Segment Start: DATA RECORDS

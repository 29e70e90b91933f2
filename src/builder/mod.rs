//! Barcode generation. An [`Encoder`] dispatches to the symbology's encoder and renders
//! the resulting modules to a raster of exactly the requested size.

mod render;

pub use render::{render_matrix, render_row};

use image::GrayImage;
use tracing::debug;

use crate::common::charset::Charset;
use crate::common::{BarcodeError, BarcodeResult, BitMatrix};
use crate::qr::ECLevel;
use crate::symbology::{EncoderKind, Symbology};
use crate::{aztec, datamatrix, oned, pdf417, qr};

pub const DEFAULT_SIZE: u32 = 400;

// Encode hints
//------------------------------------------------------------------------------

/// Optional encoder settings. Hints a symbology has no use for are ignored.
#[derive(Debug, Clone, Copy, Default, PartialEq, Eq)]
pub struct EncodeHints {
    /// Character set for non-ASCII text in QR, Data Matrix and Aztec.
    pub charset: Option<Charset>,
    /// QR error correction level.
    pub ec_level: Option<ECLevel>,
    /// Aztec error correction as a percentage of the data.
    pub ec_percent: Option<usize>,
    /// Quiet zone in modules, replacing the symbology default.
    pub margin: Option<usize>,
}

// Modules
//------------------------------------------------------------------------------

/// Encoded symbol before rendering.
#[derive(Debug, Clone, PartialEq, Eq)]
pub enum Modules {
    Matrix(BitMatrix),
    Row(BitMatrix),
}

impl Modules {
    pub fn matrix(&self) -> &BitMatrix {
        match self {
            Self::Matrix(m) | Self::Row(m) => m,
        }
    }
}

fn default_quiet_zone(kind: EncoderKind) -> usize {
    match kind {
        EncoderKind::Qr => 4,
        EncoderKind::DataMatrix | EncoderKind::Aztec => 1,
        EncoderKind::Pdf417 => 2,
        EncoderKind::UpcEan => 9,
        _ => 10,
    }
}

// Encoder
//------------------------------------------------------------------------------

pub struct Encoder<'a> {
    data: &'a str,
    symbology: Symbology,
    width: u32,
    height: u32,
    hints: EncodeHints,
}

impl<'a> Encoder<'a> {
    pub fn new(data: &'a str, symbology: Symbology) -> Self {
        Self { data, symbology, width: DEFAULT_SIZE, height: DEFAULT_SIZE, hints: EncodeHints::default() }
    }

    pub fn size(&mut self, width: u32, height: u32) -> &mut Self {
        self.width = width;
        self.height = height;
        self
    }

    pub fn hints(&mut self, hints: EncodeHints) -> &mut Self {
        self.hints = hints;
        self
    }

    pub fn charset(&mut self, charset: Charset) -> &mut Self {
        self.hints.charset = Some(charset);
        self
    }

    pub fn ec_level(&mut self, ec_level: ECLevel) -> &mut Self {
        self.hints.ec_level = Some(ec_level);
        self
    }

    pub fn ec_percent(&mut self, percent: usize) -> &mut Self {
        self.hints.ec_percent = Some(percent);
        self
    }

    pub fn margin(&mut self, margin: usize) -> &mut Self {
        self.hints.margin = Some(margin);
        self
    }

    /// Encodes the data into modules without rendering.
    pub fn modules(&self) -> BarcodeResult<Modules> {
        let (data, hints) = (self.data, &self.hints);
        if data.is_empty() {
            return Err(BarcodeError::EmptyData);
        }
        let modules = match self.symbology.encoder() {
            EncoderKind::Qr => Modules::Matrix(qr::encode(data, hints.ec_level.unwrap_or_default(), hints.charset)?),
            EncoderKind::DataMatrix => Modules::Matrix(datamatrix::encode(data, hints.charset)?),
            EncoderKind::Aztec => Modules::Matrix(aztec::encode(
                data,
                hints.ec_percent.unwrap_or(aztec::DEFAULT_EC_PERCENT),
                hints.charset,
            )?),
            EncoderKind::Pdf417 => Modules::Matrix(pdf417::encode(data)?),
            _ => Modules::Row(BitMatrix::from_row(&oned::encode(data, self.symbology.format())?)),
        };
        Ok(modules)
    }

    /// Encodes and renders to a raster of exactly the configured size.
    pub fn build(&self) -> BarcodeResult<GrayImage> {
        if self.width == 0 || self.height == 0 {
            return Err(BarcodeError::InvalidDimensions);
        }
        let modules = self.modules()?;
        let quiet = self.hints.margin.unwrap_or_else(|| default_quiet_zone(self.symbology.encoder()));
        let (w, h) = (self.width as usize, self.height as usize);
        debug!(
            symbology = %self.symbology,
            cols = modules.matrix().width(),
            rows = modules.matrix().height(),
            quiet,
            "Rendering symbol"
        );

        Ok(match &modules {
            Modules::Matrix(m) => render_matrix(m, quiet, w, h),
            Modules::Row(m) => render_row(m, quiet, w, h),
        })
    }
}

/// Encodes `data` in `symbology` and renders it to exactly `width` x `height` pixels.
pub fn encode(data: &str, symbology: Symbology, width: u32, height: u32, hints: EncodeHints) -> BarcodeResult<GrayImage> {
    Encoder::new(data, symbology).size(width, height).hints(hints).build()
}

Segment End: DATA RECORDS

### TASK OBJECTIVE:
Which of the lines above contain "crate"? Return them all.

### COMPLETED TASK:
use crate::common::charset::Charset;
use crate::common::{BarcodeError, BarcodeResult, BitMatrix};
use crate::qr::ECLevel;
use crate::symbology::{EncoderKind, Symbology};
use crate::{aztec, datamatrix, oned, pdf417, qr};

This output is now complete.